The man is 88 years old and still working hard to make good films. I skipped the first of his 2018 movies, the poorly reviewed “15:17 to Paris”. I was initially interested in seeing it, but the reviews were so bad that even the idea of the actual heroes playing themselves was not enough to induce me. This film does not any gimmick to it, it simply has the one essential plus that could over power any doubts; Clint is acting in the movie. In addition to directing, which has been his main focus for the last decade, he has come out of semi-retirement as on on-screen presence to deliver a performance to potentially cap off his amazing career.

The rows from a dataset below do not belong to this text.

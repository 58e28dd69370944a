//! Local and remote predictions

use anyhow::{bail, Result};
use forecast_lib::{Forecaster, FormInput, Outcome, RawInputRow, RawValue, SchemaRegistry};
use tracing::debug;

use crate::client::ApiClient;
use crate::output::{print_outcome, print_warning, OutputFormat};

/// Column assignments gathered from `--set` and `--missing`
#[derive(Debug, Clone, Default)]
pub struct Assignments {
    pub values: Vec<(String, String)>,
    pub missing: Vec<String>,
}

impl Assignments {
    /// Names that are not input columns of `schema`
    fn unknown_columns(&self, schema: &SchemaRegistry) -> Vec<String> {
        self.values
            .iter()
            .map(|(col, _)| col)
            .chain(self.missing.iter())
            .filter(|col| schema.column(col).is_none())
            .cloned()
            .collect()
    }

    fn check(&self, schema: &SchemaRegistry) -> Result<()> {
        let unknown = self.unknown_columns(schema);
        if !unknown.is_empty() {
            bail!("Unknown column(s): {}", unknown.join(", "));
        }
        for col in &self.missing {
            if schema.kind_of(col) != forecast_lib::ColumnKind::Numeric {
                print_warning(&format!(
                    "{} is not numeric; --missing falls back to its default",
                    col
                ));
            }
        }
        Ok(())
    }

    fn form_input(&self) -> FormInput {
        let mut form = FormInput::new();
        for (col, value) in &self.values {
            form.set(col.clone(), value.clone());
        }
        for col in &self.missing {
            form.mark_missing(col.clone());
        }
        form
    }

    /// Raw row for the JSON API; the server applies defaults
    fn raw_row(&self) -> RawInputRow {
        let mut row = RawInputRow::new();
        for (col, value) in &self.values {
            row.insert(col.clone(), RawValue::Text(value.clone()));
        }
        for col in &self.missing {
            row.insert(col.clone(), RawValue::Missing);
        }
        row
    }
}

/// Parse a `COL=VALUE` argument
pub fn parse_assignment(arg: &str) -> Result<(String, String), String> {
    match arg.split_once('=') {
        Some((col, value)) if !col.trim().is_empty() => {
            Ok((col.trim().to_string(), value.to_string()))
        }
        _ => Err(format!("expected COL=VALUE, got '{}'", arg)),
    }
}

/// Predict with a locally loaded bundle
pub fn predict_local(
    forecaster: &Forecaster,
    assignments: &Assignments,
    format: OutputFormat,
) -> Result<Outcome> {
    assignments.check(forecaster.schema())?;
    let row = forecaster.collect(&assignments.form_input());
    debug!(columns = row.len(), "Collected input row");

    let outcome = forecaster.submit(&row);
    print_outcome(&outcome, format);
    Ok(outcome)
}

/// Predict through a running forecast server
pub async fn predict_remote(
    client: &ApiClient,
    assignments: &Assignments,
    format: OutputFormat,
) -> Result<Outcome> {
    let schema = client.schema().await?;
    assignments.check(&schema)?;

    let outcome = client.predict(&assignments.raw_row()).await?;
    print_outcome(&outcome, format);
    Ok(outcome)
}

It’s unlikely that he will receive Awards attention, he will be stereotyped as playing a character that he is, an old man. That character can also be seen as not to distinct from Walt in “Grand Torino”, a man who today’s generation would see as a racist because of the generation he grew up in. He is also likely to be ignored because he has crossed some lines that politically are Hollywood landmines. Regardless of whether he gets some professional accolades, I’m willing to give him some personal ones. For most of his career, he has played steel willed characters with a streak of sardonic humor. He keeps the humor for this part but adds some personal weaknesses and doubts. A lot like his character in “Million Dollar Baby”, Earl, the ninety year old drug mule in this film, struggles to connect with family and sees the most selfish impulses as the easiest ones to choose. His stubbornness is the real reason the title describes him. Earl has always done things his own way, and the fact that it might inconvenience his cartel employers is one lesson he has trouble learning.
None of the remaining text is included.